Cotton futures settled mixed Monday in activity dominated by small speculators in quiet dealings, with the market seen staying in a band over the next few sessions, brokers said. The New York Board of Trade's key May contract eased 0.20 cent to end at 52.60 cents a lb, moving from 52.30 to 53.20 cents. July added 0.03 cent to 54.35 cents. Except for three contracts, the rest gained 0.10 cent.
"We were brutally quiet," said Keith Brown, president of commodity trading firm Keith Brown and Co in Moultrie, Georgia.

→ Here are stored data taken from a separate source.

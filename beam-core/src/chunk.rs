//! Chunk geometry, the sender-side chunk source, and receiver-side reassembly.

use std::collections::BTreeMap;
use std::sync::Arc;

use async_trait::async_trait;

/// Number of chunks a file of `total_len` bytes splits into (ceil).
pub fn chunk_count(total_len: u64, chunk_size: u64) -> u64 {
    if chunk_size == 0 {
        return 0;
    }
    total_len.div_ceil(chunk_size)
}

/// Byte range `(offset, len)` of chunk `index`, or `None` past the end of the file.
pub fn chunk_span(index: u64, total_len: u64, chunk_size: u64) -> Option<(u64, usize)> {
    let offset = index.checked_mul(chunk_size)?;
    if offset >= total_len {
        return None;
    }
    let len = (total_len - offset).min(chunk_size);
    Some((offset, len as usize))
}

/// Random-access content of an outgoing file. Reads are the only suspension point on the send path.
#[async_trait]
pub trait ChunkSource: Send + Sync {
    fn len(&self) -> u64;

    fn is_empty(&self) -> bool {
        self.len() == 0
    }

    async fn read_at(&self, offset: u64, len: usize) -> std::io::Result<Vec<u8>>;
}

/// In-memory source, for small payloads and tests.
#[derive(Debug, Clone)]
pub struct MemorySource(Arc<[u8]>);

impl MemorySource {
    pub fn new(bytes: impl Into<Arc<[u8]>>) -> Self {
        MemorySource(bytes.into())
    }

    pub fn slice(&self, offset: u64, len: usize) -> std::io::Result<Vec<u8>> {
        let start = usize::try_from(offset).map_err(|_| out_of_range(offset))?;
        let end = start.saturating_add(len).min(self.0.len());
        if start > self.0.len() {
            return Err(out_of_range(offset));
        }
        Ok(self.0[start..end].to_vec())
    }
}

fn out_of_range(offset: u64) -> std::io::Error {
    std::io::Error::new(
        std::io::ErrorKind::UnexpectedEof,
        format!("offset {offset} past end of source"),
    )
}

#[async_trait]
impl ChunkSource for MemorySource {
    fn len(&self) -> u64 {
        self.0.len() as u64
    }

    async fn read_at(&self, offset: u64, len: usize) -> std::io::Result<Vec<u8>> {
        self.slice(offset, len)
    }
}

/// Outcome of storing a received chunk.
#[derive(Debug, Clone, Copy, PartialEq, Eq)]
pub enum Stored {
    /// New range; carries the byte delta added to the received count.
    New(u64),
    /// Same offset and length already present; nothing counted.
    Duplicate,
    /// Empty, past the end of the file, or overlapping a stored range.
    Rejected,
}

/// Sparse receive buffer keyed by byte offset. Stored ranges never overlap, so each byte is
/// counted at most once whatever chunk size the sender picked.
#[derive(Debug)]
pub struct Reassembly {
    total_size: u64,
    received_bytes: u64,
    chunks: BTreeMap<u64, Vec<u8>>,
}

impl Reassembly {
    pub fn new(total_size: u64) -> Self {
        Self {
            total_size,
            received_bytes: 0,
            chunks: BTreeMap::new(),
        }
    }

    pub fn insert(&mut self, offset: u64, payload: Vec<u8>) -> Stored {
        let len = payload.len() as u64;
        let end = match offset.checked_add(len) {
            Some(end) if len > 0 && end <= self.total_size => end,
            _ => return Stored::Rejected,
        };
        if let Some(existing) = self.chunks.get(&offset) {
            return if existing.len() as u64 == len {
                Stored::Duplicate
            } else {
                Stored::Rejected
            };
        }
        if let Some((&before, bytes)) = self.chunks.range(..offset).next_back() {
            if before + bytes.len() as u64 > offset {
                return Stored::Rejected;
            }
        }
        if let Some((&after, _)) = self.chunks.range(offset..).next() {
            if after < end {
                return Stored::Rejected;
            }
        }
        self.received_bytes += len;
        self.chunks.insert(offset, payload);
        Stored::New(len)
    }

    pub fn received_bytes(&self) -> u64 {
        self.received_bytes
    }

    pub fn total_size(&self) -> u64 {
        self.total_size
    }

    pub fn is_complete(&self) -> bool {
        self.received_bytes >= self.total_size
    }

    /// Concatenate stored ranges in offset order.
    pub fn assemble(self) -> Vec<u8> {
        let mut out = Vec::with_capacity(self.received_bytes as usize);
        for payload in self.chunks.into_values() {
            out.extend_from_slice(&payload);
        }
        out
    }
}

#[cfg(test)]
mod tests {
    use super::*;

    #[test]
    fn spans_cover_file() {
        assert_eq!(chunk_count(100, 30), 4);
        assert_eq!(chunk_span(0, 100, 30), Some((0, 30)));
        assert_eq!(chunk_span(3, 100, 30), Some((90, 10)));
        assert_eq!(chunk_span(4, 100, 30), None);
    }

    #[test]
    fn exact_multiple_and_empty() {
        assert_eq!(chunk_count(90, 30), 3);
        assert_eq!(chunk_span(2, 90, 30), Some((60, 30)));
        assert_eq!(chunk_count(0, 30), 0);
        assert_eq!(chunk_span(0, 0, 30), None);
    }

    #[test]
    fn million_bytes_at_default_chunk() {
        let c = 255 * 1024;
        assert_eq!(chunk_count(1_000_000, c), 4);
        assert_eq!(chunk_span(3, 1_000_000, c), Some((3 * c, 216_640)));
    }

    #[test]
    fn reassembly_out_of_order() {
        let data: Vec<u8> = (0..100u32).map(|i| i as u8).collect();
        let mut r = Reassembly::new(100);
        for index in [3u64, 0, 2, 1] {
            let (offset, len) = chunk_span(index, 100, 30).unwrap();
            let o = offset as usize;
            r.insert(offset, data[o..o + len].to_vec());
        }
        assert!(r.is_complete());
        assert_eq!(r.assemble(), data);
    }

    #[test]
    fn duplicate_not_double_counted() {
        let mut r = Reassembly::new(60);
        assert_eq!(r.insert(0, vec![1; 30]), Stored::New(30));
        assert_eq!(r.insert(0, vec![1; 30]), Stored::Duplicate);
        assert_eq!(r.received_bytes(), 30);
        assert!(!r.is_complete());
    }

    #[test]
    fn overlapping_or_out_of_bounds_rejected() {
        let mut r = Reassembly::new(60);
        assert_eq!(r.insert(10, vec![1; 20]), Stored::New(20));
        assert_eq!(r.insert(0, vec![1; 11]), Stored::Rejected);
        assert_eq!(r.insert(29, vec![1; 5]), Stored::Rejected);
        assert_eq!(r.insert(10, vec![1; 5]), Stored::Rejected);
        assert_eq!(r.insert(50, vec![1; 11]), Stored::Rejected);
        assert_eq!(r.insert(40, Vec::new()), Stored::Rejected);
        assert_eq!(r.insert(u64::MAX, vec![1]), Stored::Rejected);
        assert_eq!(r.insert(0, vec![1; 10]), Stored::New(10));
        assert_eq!(r.insert(30, vec![1; 30]), Stored::New(30));
        assert!(r.is_complete());
    }

    #[test]
    fn split_then_reassemble_round_trips() {
        let data: Vec<u8> = (0..10_007u32).map(|i| (i * 31 % 256) as u8).collect();
        for chunk_size in [1u64, 7, 1000, 4096, 10_007, 20_000] {
            let source = MemorySource::new(data.clone());
            let mut r = Reassembly::new(data.len() as u64);
            let n = chunk_count(data.len() as u64, chunk_size);
            for index in (0..n).rev() {
                let (offset, len) = chunk_span(index, data.len() as u64, chunk_size).unwrap();
                r.insert(offset, source.slice(offset, len).unwrap());
            }
            assert!(r.is_complete());
            assert_eq!(r.assemble(), data, "chunk size {chunk_size}");
        }
    }

    #[tokio::test]
    async fn memory_source_reads() {
        let s = MemorySource::new(vec![1u8, 2, 3, 4, 5]);
        assert_eq!(s.len(), 5);
        assert_eq!(s.read_at(3, 10).await.unwrap(), vec![4, 5]);
        assert!(s.read_at(9, 1).await.is_err());
    }
}
//! Tokio host for the Beam transfer core.
//! Performs the core's actions against a signaling relay, peer channels and a save target.

pub mod config;
pub mod logging;
pub mod memory;
pub mod node;
mod refill;
pub mod sink;
pub mod source;
pub mod transport;

pub use config::HostConfig;
pub use node::{Inbox, Node, NodeEvent};
pub use sink::{ArtifactSink, DirectorySink};
pub use source::FileSource;
pub use transport::{
    ChannelConnector, ChannelMessage, PeerChannel, SignalingRelay, TransportError, TransportEvent,
};
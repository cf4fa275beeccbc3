//! Refill passes: tasks that pull chunks from the core, read them, and hand them to the channel.

use std::sync::Arc;

use beam_core::{ChunkOutcome, PeerId, RefillPermit, RefillTrigger};
use tracing::{debug, warn};

use crate::node::Inner;
use crate::transport::PeerChannel;

/// Spawn up to `trigger.passes()` passes for `peer`, bounded by the per-peer cap.
pub(crate) async fn start(inner: &Arc<Inner>, peer: PeerId, trigger: RefillTrigger) {
    let Some(channel) = inner.channel(&peer).await else {
        debug!(%peer, ?trigger, "refill skipped, no channel");
        return;
    };
    let mut core = inner.core.lock().await;
    let wanted = trigger.passes(core.config());
    let mut started = 0;
    while started < wanted {
        let Some(permit) = core.begin_refill(&peer) else {
            break;
        };
        tokio::spawn(run_pass(inner.clone(), peer.clone(), channel.clone(), permit));
        started += 1;
    }
    drop(core);
    debug!(%peer, ?trigger, started, "refill passes started");
}

async fn run_pass(
    inner: Arc<Inner>,
    peer: PeerId,
    channel: Arc<dyn PeerChannel>,
    _permit: RefillPermit,
) {
    let mut sent = 0usize;
    loop {
        let buffered = channel.buffered_amount();
        let read = inner.core.lock().await.next_chunk(&peer, buffered);
        let Some(read) = read else {
            break;
        };
        let body = read.source.read_at(read.offset, read.len).await;
        let outcome = inner.core.lock().await.seal_chunk(read, body);
        match outcome {
            ChunkOutcome::Send(mut chunk) => {
                let frame = std::mem::take(&mut chunk.frame);
                // The reservation in `chunk` covers the frame until the channel has it.
                let result = channel.send(frame).await;
                drop(chunk);
                if let Err(e) = result {
                    warn!(%peer, error = %e, "channel send failed");
                    break;
                }
                sent += 1;
            }
            ChunkOutcome::Abort => break,
            ChunkOutcome::Failed(actions) => {
                inner.inbox.actions(actions);
                break;
            }
        }
    }
    debug!(%peer, sent, "refill pass finished");
}
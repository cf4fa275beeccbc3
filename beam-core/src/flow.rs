//! Flow control: bounded concurrent refill passes per peer and a buffered-bytes admission check.
//!
//! A refill pass is a loop run by the host: acquire a [`RefillPermit`], then repeatedly
//! pull the next chunk (admitted only while `buffered + reserved < high_water`), read,
//! seal, and hand it to the channel. Bytes pulled but not yet handed over are held in a
//! [`Reservation`] so concurrent passes see each other's in-flight chunks. Both guards
//! release on drop, so a pass that errors or unwinds never leaks its slot.

use std::collections::HashMap;
use std::sync::atomic::{AtomicU64, AtomicUsize, Ordering};
use std::sync::Arc;

use crate::config::Config;
use crate::protocol::PeerId;

/// Why a batch of refill passes is being started.
#[derive(Debug, Clone, Copy, PartialEq, Eq)]
pub enum RefillTrigger {
    /// Channel just opened, or a transfer started sending on an open channel.
    Prime,
    /// Channel reported its buffered amount fell below the low-water mark.
    BufferedLow,
    /// Periodic tick found the channel below the safety floor.
    Periodic,
}

impl RefillTrigger {
    pub fn passes(self, config: &Config) -> usize {
        match self {
            RefillTrigger::Prime => config.prime_passes,
            RefillTrigger::BufferedLow => config.low_water_passes,
            RefillTrigger::Periodic => 1,
        }
    }
}

#[derive(Debug, Default)]
struct PeerFlow {
    passes: Arc<AtomicUsize>,
    reserved: Arc<AtomicU64>,
}

/// Held by a running refill pass. Dropping it frees the pass slot.
#[derive(Debug)]
pub struct RefillPermit {
    passes: Arc<AtomicUsize>,
}

impl Drop for RefillPermit {
    fn drop(&mut self) {
        self.passes.fetch_sub(1, Ordering::AcqRel);
    }
}

/// Bytes of a chunk pulled from the source but not yet handed to the channel.
#[derive(Debug)]
pub struct Reservation {
    reserved: Arc<AtomicU64>,
    bytes: u64,
}

impl Reservation {
    pub fn bytes(&self) -> u64 {
        self.bytes
    }
}

impl Drop for Reservation {
    fn drop(&mut self) {
        self.reserved.fetch_sub(self.bytes, Ordering::AcqRel);
    }
}

#[derive(Debug)]
pub struct FlowController {
    high_water: u64,
    max_passes: usize,
    peers: HashMap<PeerId, PeerFlow>,
}

impl FlowController {
    pub fn new(config: &Config) -> Self {
        Self {
            high_water: config.high_water,
            max_passes: config.max_refill_passes,
            peers: HashMap::new(),
        }
    }

    /// Claim a pass slot for `peer`, or `None` when the cap is reached.
    pub fn try_begin_pass(&mut self, peer: &PeerId) -> Option<RefillPermit> {
        let flow = self.peers.entry(peer.clone()).or_default();
        let max = self.max_passes;
        flow.passes
            .fetch_update(Ordering::AcqRel, Ordering::Acquire, |n| {
                (n < max).then_some(n + 1)
            })
            .ok()
            .map(|_| RefillPermit {
                passes: flow.passes.clone(),
            })
    }

    pub fn active_passes(&self, peer: &PeerId) -> usize {
        self.peers
            .get(peer)
            .map(|f| f.passes.load(Ordering::Acquire))
            .unwrap_or(0)
    }

    pub fn reserved(&self, peer: &PeerId) -> u64 {
        self.peers
            .get(peer)
            .map(|f| f.reserved.load(Ordering::Acquire))
            .unwrap_or(0)
    }

    /// Admit `bytes` more toward the channel if the peer is below the high-water mark.
    pub fn admit(&mut self, peer: &PeerId, buffered: u64, bytes: u64) -> Option<Reservation> {
        let flow = self.peers.entry(peer.clone()).or_default();
        let high_water = self.high_water;
        flow.reserved
            .fetch_update(Ordering::AcqRel, Ordering::Acquire, |r| {
                (buffered.saturating_add(r) < high_water).then_some(r.saturating_add(bytes))
            })
            .ok()
            .map(|_| Reservation {
                reserved: flow.reserved.clone(),
                bytes,
            })
    }

    /// Drop bookkeeping for a peer whose channel is gone. Outstanding guards still release safely.
    pub fn forget(&mut self, peer: &PeerId) {
        self.peers.remove(peer);
    }
}
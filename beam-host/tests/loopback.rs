//! Two nodes in one process, wired by the in-memory relay and channel.

use std::sync::Arc;
use std::time::Duration;

use beam_core::core::{GENERIC_REJECT_REASON, REASON_CHANNEL_CLOSED, REASON_RESPONSE_TIMEOUT};
use beam_core::{Config, ControlMessage, Event, FileId, PeerId, Stage};
use beam_host::memory::MemoryNetwork;
use beam_host::{ChannelMessage, DirectorySink, Node, NodeEvent, TransportEvent};
use tempfile::TempDir;
use tokio::sync::mpsc::UnboundedReceiver;

struct Peer {
    id: PeerId,
    node: Node,
    events: UnboundedReceiver<NodeEvent>,
    dir: TempDir,
}

fn spawn_peer(net: &Arc<MemoryNetwork>, name: &str, config: Config) -> Peer {
    let id = PeerId::from(name);
    let dir = tempfile::tempdir().unwrap();
    let (node, events) = Node::spawn(
        config,
        Arc::new(net.relay(id.clone())),
        Arc::new(net.connector(id.clone())),
        Arc::new(DirectorySink::new(dir.path().join("downloads"))),
    )
    .unwrap();
    net.register(id.clone(), node.inbox());
    Peer {
        id,
        node,
        events,
        dir,
    }
}

fn plain() -> Config {
    Config {
        e2ee_enabled: false,
        ..Config::default()
    }
}

fn pattern(len: usize) -> Vec<u8> {
    (0..len).map(|i| (i * 7 % 256) as u8).collect()
}

/// Wait for the first event matching `f`, skipping the rest.
async fn wait_for<T>(
    events: &mut UnboundedReceiver<NodeEvent>,
    mut f: impl FnMut(&NodeEvent) -> Option<T>,
) -> T {
    tokio::time::timeout(Duration::from_secs(10), async {
        loop {
            let event = events.recv().await.expect("node stopped");
            if let Some(t) = f(&event) {
                return t;
            }
        }
    })
    .await
    .expect("timed out waiting for event")
}

async fn incoming_offer(peer: &mut Peer) -> FileId {
    wait_for(&mut peer.events, |e| match e {
        NodeEvent::Core(Event::IncomingOffer(o)) => Some(o.file_id),
        _ => None,
    })
    .await
}

async fn saved(peer: &mut Peer, id: FileId) -> std::path::PathBuf {
    wait_for(&mut peer.events, |e| match e {
        NodeEvent::Saved { file_id, path } if *file_id == id => Some(path.clone()),
        NodeEvent::SaveFailed { error, .. } => panic!("save failed: {error}"),
        _ => None,
    })
    .await
}

async fn stage(peer: &mut Peer, id: FileId, want: Stage) {
    wait_for(&mut peer.events, |e| match e {
        NodeEvent::Core(Event::Stage {
            file_id, stage, ..
        }) if *file_id == id && *stage == want => Some(()),
        _ => None,
    })
    .await
}

async fn transfer(sender: &mut Peer, receiver: &mut Peer, data: &[u8], name: &str) -> FileId {
    let path = sender.dir.path().join(name);
    std::fs::write(&path, data).unwrap();
    let id = sender
        .node
        .send_path(receiver.id.clone(), &path)
        .await
        .unwrap();
    assert_eq!(incoming_offer(receiver).await, id);
    receiver.node.accept(id).await.unwrap();
    let saved_to = saved(receiver, id).await;
    assert_eq!(std::fs::read(&saved_to).unwrap(), data);
    assert_eq!(saved_to.file_name().unwrap().to_str(), Some(name));
    stage(sender, id, Stage::Completed).await;
    id
}

#[tokio::test]
async fn plaintext_transfer() {
    let net = MemoryNetwork::new();
    let mut alice = spawn_peer(&net, "alice", plain());
    let mut bob = spawn_peer(&net, "bob", plain());

    transfer(&mut alice, &mut bob, &pattern(1_000_000), "report.pdf").await;
    assert!(alice.node.is_channel_open(&bob.id).await);

    // Second file reuses the open channel.
    transfer(&mut alice, &mut bob, &pattern(70_000), "notes.txt").await;
}

#[tokio::test]
async fn encrypted_transfer_verifies_fingerprints() {
    let net = MemoryNetwork::new();
    let mut alice = spawn_peer(&net, "alice", Config::default());
    let mut bob = spawn_peer(&net, "bob", Config::default());

    let path = alice.dir.path().join("secret.bin");
    let data = pattern(600_000);
    std::fs::write(&path, &data).unwrap();
    let id = alice.node.send_path(bob.id.clone(), &path).await.unwrap();
    assert_eq!(incoming_offer(&mut bob).await, id);
    bob.node.accept(id).await.unwrap();

    let verified = |e: &NodeEvent| match e {
        NodeEvent::Core(Event::Fingerprint {
            verified: true,
            local,
            ..
        }) => Some(local.clone()),
        _ => None,
    };
    let bob_fp = wait_for(&mut bob.events, verified).await;
    let alice_fp = wait_for(&mut alice.events, verified).await;
    assert_eq!(alice_fp, bob_fp);

    let saved_to = saved(&mut bob, id).await;
    assert_eq!(std::fs::read(saved_to).unwrap(), data);
}

#[tokio::test]
async fn empty_file_transfer() {
    let net = MemoryNetwork::new();
    let mut alice = spawn_peer(&net, "alice", plain());
    let mut bob = spawn_peer(&net, "bob", plain());
    transfer(&mut alice, &mut bob, &[], "empty.txt").await;
}

#[tokio::test]
async fn encryption_mismatch_rejected_without_prompt() {
    let net = MemoryNetwork::new();
    let mut alice = spawn_peer(&net, "alice", Config::default());
    let mut bob = spawn_peer(&net, "bob", plain());

    let source = Arc::new(beam_core::MemorySource::new(pattern(100)));
    let id = alice
        .node
        .send_file(bob.id.clone(), "a.bin", "", source)
        .await;
    let reason = wait_for(&mut alice.events, |e| match e {
        NodeEvent::Core(Event::Rejected { file_id, reason }) if *file_id == id => {
            Some(reason.clone())
        }
        _ => None,
    })
    .await;
    assert!(reason.contains("disabled"), "{reason}");

    while let Ok(event) = bob.events.try_recv() {
        assert!(!matches!(event, NodeEvent::Core(Event::IncomingOffer(_))));
    }
}

#[tokio::test]
async fn user_rejection_reaches_sender() {
    let net = MemoryNetwork::new();
    let mut alice = spawn_peer(&net, "alice", plain());
    let mut bob = spawn_peer(&net, "bob", plain());

    let source = Arc::new(beam_core::MemorySource::new(pattern(100)));
    let id = alice.node.send_file(bob.id.clone(), "a.bin", "", source).await;
    assert_eq!(incoming_offer(&mut bob).await, id);
    bob.node.reject(id).await.unwrap();
    let reason = wait_for(&mut alice.events, |e| match e {
        NodeEvent::Core(Event::Rejected { reason, .. }) => Some(reason.clone()),
        _ => None,
    })
    .await;
    assert_eq!(reason, GENERIC_REJECT_REASON);
}

#[tokio::test]
async fn withdrawn_offer_is_silent() {
    let net = MemoryNetwork::new();
    let mut alice = spawn_peer(&net, "alice", plain());
    let mut bob = spawn_peer(&net, "bob", plain());

    let source = Arc::new(beam_core::MemorySource::new(pattern(100)));
    let id = alice.node.send_file(bob.id.clone(), "a.bin", "", source).await;
    assert_eq!(incoming_offer(&mut bob).await, id);
    alice.node.cancel_all().await;

    let alert = wait_for(&mut bob.events, |e| match e {
        NodeEvent::Core(Event::Cancelled {
            file_id, alert, ..
        }) if *file_id == id => Some(*alert),
        _ => None,
    })
    .await;
    assert!(!alert);
    assert!(bob.node.accept(id).await.is_err());
}

#[tokio::test]
async fn unanswered_offer_times_out() {
    let net = MemoryNetwork::new();
    let config = Config {
        response_timeout: Duration::from_millis(300),
        tick_interval: Duration::from_millis(50),
        ..plain()
    };
    let mut alice = spawn_peer(&net, "alice", config);
    let mut bob = spawn_peer(&net, "bob", plain());

    let source = Arc::new(beam_core::MemorySource::new(pattern(100)));
    let id = alice.node.send_file(bob.id.clone(), "a.bin", "", source).await;
    assert_eq!(incoming_offer(&mut bob).await, id);

    let reason = wait_for(&mut alice.events, |e| match e {
        NodeEvent::Core(Event::Cancelled {
            file_id, reason, ..
        }) if *file_id == id => Some(reason.clone()),
        _ => None,
    })
    .await;
    assert_eq!(reason, REASON_RESPONSE_TIMEOUT);
    wait_for(&mut bob.events, |e| match e {
        NodeEvent::Core(Event::Cancelled { file_id, .. }) if *file_id == id => Some(()),
        _ => None,
    })
    .await;
}

#[tokio::test]
async fn channel_loss_cancels_bound_transfers() {
    let net = MemoryNetwork::new();
    let mut alice = spawn_peer(&net, "alice", plain());
    let mut bob = spawn_peer(&net, "bob", plain());
    transfer(&mut alice, &mut bob, &pattern(1000), "first.bin").await;

    let source = Arc::new(beam_core::MemorySource::new(pattern(100)));
    let id = alice.node.send_file(bob.id.clone(), "b.bin", "", source).await;
    assert_eq!(incoming_offer(&mut bob).await, id);

    assert!(net.disconnect(&alice.id, &bob.id));
    let (reason, alert) = wait_for(&mut alice.events, |e| match e {
        NodeEvent::Core(Event::Cancelled {
            file_id,
            reason,
            alert,
            ..
        }) if *file_id == id => Some((reason.clone(), *alert)),
        _ => None,
    })
    .await;
    assert_eq!(reason, REASON_CHANNEL_CLOSED);
    assert!(alert);

    tokio::time::timeout(Duration::from_secs(10), async {
        while alice.node.is_channel_open(&bob.id).await {
            tokio::time::sleep(Duration::from_millis(10)).await;
        }
    })
    .await
    .unwrap();
}

#[tokio::test]
async fn malformed_relay_input_ignored() {
    let net = MemoryNetwork::new();
    let mut alice = spawn_peer(&net, "alice", plain());
    let mut bob = spawn_peer(&net, "bob", plain());

    assert!(bob.node.inbox().relay("not json"));
    assert!(bob.node.inbox().relay(r#"{"sender_id":"alice","type":"mystery"}"#));
    transfer(&mut alice, &mut bob, &pattern(10), "ok.bin").await;
}

#[tokio::test]
async fn node_from_loaded_config_saves_into_download_dir() {
    let net = MemoryNetwork::new();
    let dir = tempfile::tempdir().unwrap();
    let inbox_dir = dir.path().join("inbox");
    let config = beam_host::config::load_from(&[dir.path().join("missing.toml")], |var| {
        match var {
            "BEAM_DOWNLOAD_DIR" => Some(inbox_dir.display().to_string()),
            "BEAM_E2EE" => Some("off".to_string()),
            "BEAM_LOG" => Some("beam_host=debug".to_string()),
            _ => None,
        }
    })
    .unwrap();

    let id = PeerId::from("bob");
    let (node, events) = Node::from_config(
        config,
        Arc::new(net.relay(id.clone())),
        Arc::new(net.connector(id.clone())),
    )
    .unwrap();
    net.register(id.clone(), node.inbox());
    let mut bob = Peer {
        id,
        node,
        events,
        dir,
    };
    // Sender frames with a smaller chunk than the receiver's default.
    let mut alice = spawn_peer(
        &net,
        "alice",
        Config {
            chunk_size: 64 * 1024,
            ..plain()
        },
    );

    let data = pattern(300_000);
    transfer(&mut alice, &mut bob, &data, "mixed.bin").await;
    assert_eq!(std::fs::read(inbox_dir.join("mixed.bin")).unwrap(), data);
}

#[tokio::test]
async fn control_text_on_channel_is_handled() {
    let net = MemoryNetwork::new();
    let mut alice = spawn_peer(&net, "alice", plain());
    let mut bob = spawn_peer(&net, "bob", plain());

    let source = Arc::new(beam_core::MemorySource::new(pattern(100)));
    let id = alice.node.send_file(bob.id.clone(), "a.bin", "", source).await;
    assert_eq!(incoming_offer(&mut bob).await, id);

    let text = |message: String| TransportEvent::Message {
        peer: alice.id.clone(),
        message: ChannelMessage::Text(message),
    };
    assert!(bob.node.inbox().transport(text("{broken".to_string())));
    let cancel = ControlMessage::Cancel {
        file_id: id,
        reason: "withdrawn".to_string(),
    };
    assert!(bob
        .node
        .inbox()
        .transport(text(serde_json::to_string(&cancel).unwrap())));

    let reason = wait_for(&mut bob.events, |e| match e {
        NodeEvent::Core(Event::Cancelled {
            file_id, reason, ..
        }) if *file_id == id => Some(reason.clone()),
        _ => None,
    })
    .await;
    assert_eq!(reason, "withdrawn");
    assert!(bob.node.accept(id).await.is_err());
}
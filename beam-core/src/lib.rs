//! Beam peer-to-peer file transfer core.
//! Host-driven: no I/O; host passes events and receives actions.

pub mod chunk;
pub mod config;
pub mod core;
pub mod e2ee;
pub mod flow;
pub mod metrics;
pub mod protocol;
pub mod session;
pub mod signaling;
pub mod wire;

pub use chunk::{ChunkSource, MemorySource};
pub use config::{Config, ConfigError};
pub use crate::core::{Action, BeamCore, ChunkOutcome, ChunkRead, CoreError, Event, OutboundChunk};
pub use e2ee::{E2eeError, E2eeSession, Handshake};
pub use flow::{RefillPermit, RefillTrigger};
pub use protocol::{decode_signal, encode_signal, ControlMessage, FileId, PeerId, ResponseStatus};
pub use session::{Artifact, Direction, FileInfo, Stage};
pub use wire::{decode_frame, Frame, FrameDecodeError};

He said attention in the ring was riveted on soaring crude prices which are fast approaching the psychologically important $60 a barrel level.
Cotton players are fretting that sky high energy prices may severely dent economic expansion and dent fibre consumption at a time when most producers like the United States are churning out large crops.
Futures popped higher at the opening bell, but most speculators were content to trade the market in a band, dealers said.
Investors were also beginning to transfer positions out of spot May and into the back months before the front contract goes into its delivery period on April 25.
Open interest in May fell 3,977 lots to 71,210 contracts as of April 1 while interest in July increased 2,220 contracts to 31,440 lots.
"Most of the activity today was in spreads, people rolling from May and into the back months," a broker said.
Analysts said the quiet tone of business may persist in the coming days, with the process of rolling positions from May expected to dominate business.
Most players will also monitor development of crops in the US and in China, both the world's largest producer and consumer of cotton.
Brokers Flanagan Trading Corp put support in the May contract at 52.50 and 51.70 cents, with resistance at 53.10 and 54.20 cents.
Floor dealers said estimated volume stood at 10,500 lots, down from Friday's tally of 17,713 lots. Open interest fell 1,154 contracts to 121,289 lots as of April 1.